A Night Out is a 1915 Charlie Chaplin comedy short. It was Chaplin's first film with Edna Purviance, who would continue as his leading lady for the following eight years. It was also Chaplin's first film with Essanay Film Company in Niles, California. Chaplin's first Essanay film, His New Job, was made in the Chicago studio, after which he moved to Niles Studios. He found Purviance in San Francisco when he was searching for a leading lady for his films. A Night Out also stars Ben Turpin, Leo White and Bud Jamison.

== Plot ==
Charlie and Ben get wildly intoxicated at a hotel and drop a pie on a Dandy and a giant, which results in the both of them being throttled and tossed out of the building. They escape up to their rooms where in the hallway, they encounter a woman in her pajamas with her dog. The poodle chases Charlie and he hides in the bathroom and the woman rushes after it, closing the door when she sees her husband outside. Her husband eventually leaves for the downstairs, where Charlie takes the opportunity to escort the lady and her dog back to their room, at this moment her husband returns. Charlie dives under the bed covers as he enters, where the husband promptly sits upon him as he takes off his shoes. Dragged out from under blanket, Charlie is shot at and he jumps out the window and lands in the leaves below.
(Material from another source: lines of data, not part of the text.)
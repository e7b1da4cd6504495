//! Structural comparison of assembled trees.
//!
//! Answers whether regenerating from a fresh specification would change the
//! output derived from a baseline, and if so where. Nothing here writes or
//! merges files.

use std::collections::BTreeSet;
use std::fmt;

use framegen_define::Specification;
use tracing::instrument;

use crate::assemble::{SchemaTree, assemble_schema};
use crate::errors::GeneratorError;
use crate::output::item_label;
use crate::schema::NodeMap;

/// One difference between a baseline tree and a fresh tree.
///
/// Paths join node names with `.`; schema-level fields use `(schema)`.
#[derive(Debug, Clone, PartialEq, Eq)]
pub enum Change {
    Added(String),
    Removed(String),
    Modified(String),
}

impl Change {
    pub fn path(&self) -> &str {
        match self {
            Change::Added(path) | Change::Removed(path) | Change::Modified(path) => path,
        }
    }
}

impl fmt::Display for Change {
    fn fmt(&self, f: &mut fmt::Formatter<'_>) -> fmt::Result {
        match self {
            Change::Added(path) => write!(f, "+ {}", path),
            Change::Removed(path) => write!(f, "- {}", path),
            Change::Modified(path) => write!(f, "~ {}", path),
        }
    }
}

/// Whether output generated from `fresh` would differ from `baseline`.
///
/// ## Examples
///
/// ```
/// use framegen_gen::assemble::SchemaTree;
/// use framegen_gen::diff::would_change;
///
/// let tree = SchemaTree::default();
/// assert!(!would_change(&tree, &tree.clone()));
/// ```
pub fn would_change(baseline: &SchemaTree, fresh: &SchemaTree) -> bool {
    !baseline.equals(fresh)
}

/// Lists every change from `baseline` to `fresh`, in path order.
///
/// A nested node whose own fields are unchanged is descended into, so a
/// change deep in the tree is reported at the deepest differing node rather
/// than at its ancestors.
pub fn diff_trees(baseline: &SchemaTree, fresh: &SchemaTree) -> Vec<Change> {
    let mut changes = Vec::new();
    if baseline.description != fresh.description
        || baseline.deprecation_message != fresh.deprecation_message
    {
        changes.push(Change::Modified("(schema)".to_string()));
    }
    diff_maps("", &baseline.attributes, &fresh.attributes, &mut changes);
    diff_maps("", &baseline.blocks, &fresh.blocks, &mut changes);
    changes
}

fn diff_maps(prefix: &str, baseline: &NodeMap, fresh: &NodeMap, changes: &mut Vec<Change>) {
    let names: BTreeSet<&String> = baseline.keys().chain(fresh.keys()).collect();
    for name in names {
        let path = if prefix.is_empty() {
            name.clone()
        } else {
            format!("{}.{}", prefix, name)
        };
        match (baseline.get(name), fresh.get(name)) {
            (Some(_), None) => changes.push(Change::Removed(path)),
            (None, Some(_)) => changes.push(Change::Added(path)),
            (Some(old), Some(new)) if !old.equals(new) => {
                if old.without_children().equals(&new.without_children()) {
                    for (old_children, new_children) in old.children().into_iter().zip(new.children()) {
                        diff_maps(&path, old_children, new_children, changes);
                    }
                } else {
                    changes.push(Change::Modified(path));
                }
            }
            _ => {}
        }
    }
}

/// How one item compares between a baseline and a fresh specification.
#[derive(Debug)]
pub enum CheckOutcome {
    Unchanged,
    Changed(Vec<Change>),
    /// Only the fresh specification has the item.
    Added,
    /// Only the baseline has the item.
    Removed,
    /// Either side failed to assemble.
    Failed(GeneratorError),
}

/// The check result of one item, labelled `<target>/<name>`.
#[derive(Debug)]
pub struct ItemCheck {
    pub item: String,
    pub outcome: CheckOutcome,
}

impl ItemCheck {
    /// Whether regenerating this item would change its output.
    pub fn would_change(&self) -> bool {
        !matches!(self.outcome, CheckOutcome::Unchanged)
    }
}

/// Compares every item of two specifications, fresh items first in document
/// order, then items only the baseline has.
#[instrument(skip_all)]
pub fn check_specifications(baseline: &Specification, fresh: &Specification) -> Vec<ItemCheck> {
    let mut checks = Vec::new();
    let mut seen = BTreeSet::new();

    for (target, name, schema) in fresh.items() {
        let item = item_label(target, name);
        seen.insert(item.clone());
        let baseline_schema = baseline
            .items()
            .find(|(t, n, _)| *t == target && *n == name)
            .map(|(_, _, schema)| schema);

        let outcome = match baseline_schema {
            None => CheckOutcome::Added,
            Some(old) => match (assemble_schema(old), assemble_schema(schema)) {
                (Ok(old), Ok(new)) => {
                    let changes = diff_trees(&old, &new);
                    if changes.is_empty() {
                        CheckOutcome::Unchanged
                    } else {
                        CheckOutcome::Changed(changes)
                    }
                }
                (Err(error), _) | (_, Err(error)) => CheckOutcome::Failed(error),
            },
        };
        checks.push(ItemCheck { item, outcome });
    }

    for (target, name, _) in baseline.items() {
        let item = item_label(target, name);
        if !seen.contains(&item) {
            checks.push(ItemCheck {
                item,
                outcome: CheckOutcome::Removed,
            });
        }
    }

    checks
}

#[cfg(test)]
mod tests {
    use super::*;
    use crate::schema::{AttributeCommon, Node, SingleNestedAttribute};
    use crate::test_utils::{
        bool_node, bool_spec, node_map, resource_spec, single_nested_node, string_node,
    };
    use framegen_define::ComputedOptionalRequired;

    /// Helper to build a tree from top-level attributes.
    fn tree(attributes: Vec<(&str, Node)>) -> SchemaTree {
        SchemaTree {
            attributes: node_map(attributes),
            ..Default::default()
        }
    }

    #[test]
    fn identical_trees_have_no_changes() {
        let baseline = tree(vec![("enabled", bool_node(ComputedOptionalRequired::Optional))]);
        let fresh = baseline.clone();

        assert!(diff_trees(&baseline, &fresh).is_empty());
        assert!(!would_change(&baseline, &fresh));
    }

    #[test]
    fn added_and_removed_attributes() {
        let baseline = tree(vec![("old", bool_node(ComputedOptionalRequired::Optional))]);
        let fresh = tree(vec![("new", bool_node(ComputedOptionalRequired::Optional))]);

        assert_eq!(
            diff_trees(&baseline, &fresh),
            vec![Change::Added("new".to_string()), Change::Removed("old".to_string())]
        );
    }

    #[test]
    fn deep_change_names_deepest_node() {
        let baseline = tree(vec![(
            "configuration",
            single_nested_node(
                vec![("description", string_node(ComputedOptionalRequired::Optional))],
                None,
            ),
        )]);
        let fresh = tree(vec![(
            "configuration",
            single_nested_node(
                vec![("description", string_node(ComputedOptionalRequired::Required))],
                None,
            ),
        )]);

        assert_eq!(
            diff_trees(&baseline, &fresh),
            vec![Change::Modified("configuration.description".to_string())]
        );
        assert!(would_change(&baseline, &fresh));
    }

    #[test]
    fn own_field_change_stops_descent() {
        let children = vec![("description", string_node(ComputedOptionalRequired::Optional))];
        let baseline = tree(vec![("configuration", single_nested_node(children.clone(), None))]);
        let fresh = tree(vec![(
            "configuration",
            Node::SingleNested(SingleNestedAttribute {
                common: AttributeCommon {
                    sensitive: true,
                    ..Default::default()
                },
                attributes: node_map(children),
                default: None,
            }),
        )]);

        assert_eq!(
            diff_trees(&baseline, &fresh),
            vec![Change::Modified("configuration".to_string())]
        );
    }

    #[test]
    fn specification_check_reports_each_item() {
        let baseline = resource_spec(
            "thing",
            vec![bool_spec("enabled", ComputedOptionalRequired::Optional)],
        );
        let mut fresh = resource_spec(
            "thing",
            vec![bool_spec("enabled", ComputedOptionalRequired::Required)],
        );
        fresh.resources.push(framegen_define::Resource {
            name: "other".to_string(),
            schema: Default::default(),
        });

        let checks = check_specifications(&baseline, &fresh);
        assert_eq!(checks.len(), 2);
        assert_eq!(checks[0].item, "resource/thing");
        match &checks[0].outcome {
            CheckOutcome::Changed(changes) => {
                assert_eq!(changes, &vec![Change::Modified("enabled".to_string())])
            }
            other => panic!("expected changed item, got {:?}", other),
        }
        assert!(matches!(checks[1].outcome, CheckOutcome::Added));
        assert!(checks.iter().all(ItemCheck::would_change));
    }

    #[test]
    fn unchanged_specification_would_not_change() {
        let spec = resource_spec(
            "thing",
            vec![bool_spec("enabled", ComputedOptionalRequired::Optional)],
        );

        let checks = check_specifications(&spec, &spec.clone());
        assert!(matches!(checks[0].outcome, CheckOutcome::Unchanged));
        assert!(!checks[0].would_change());
    }

    #[test]
    fn schema_description_change_is_reported() {
        let baseline = SchemaTree::default();
        let fresh = SchemaTree {
            description: Some("Manages a thing".to_string()),
            ..Default::default()
        };

        let changes = diff_trees(&baseline, &fresh);
        assert_eq!(changes, vec![Change::Modified("(schema)".to_string())]);
        assert_eq!(changes[0].to_string(), "~ (schema)");
    }
}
Ben hears the gunshot and panics in the hallway and accidentally hits Charlie, and they drunkenly swing at each other until Charlie falls into the full bathtub.

==Cast==
- Charlie Chaplin - Reveller
- Ben Turpin - Fellow Reveller
- Bud Jamison - Headwaiter
- Edna Purviance - Headwaiter's Wife
- Leo White - 'French' Dandy/Desk clerk
- Fred Goodwins - Old clerk at the hotel

==Production==

A Night Out

Some exterior scenes take place in front of still-existing buildings in Oakland, such as the Peralta Apartments on 13th Street, the Sierra Apartments on Alice Street, and the Hotel Oakland on Harrison Street.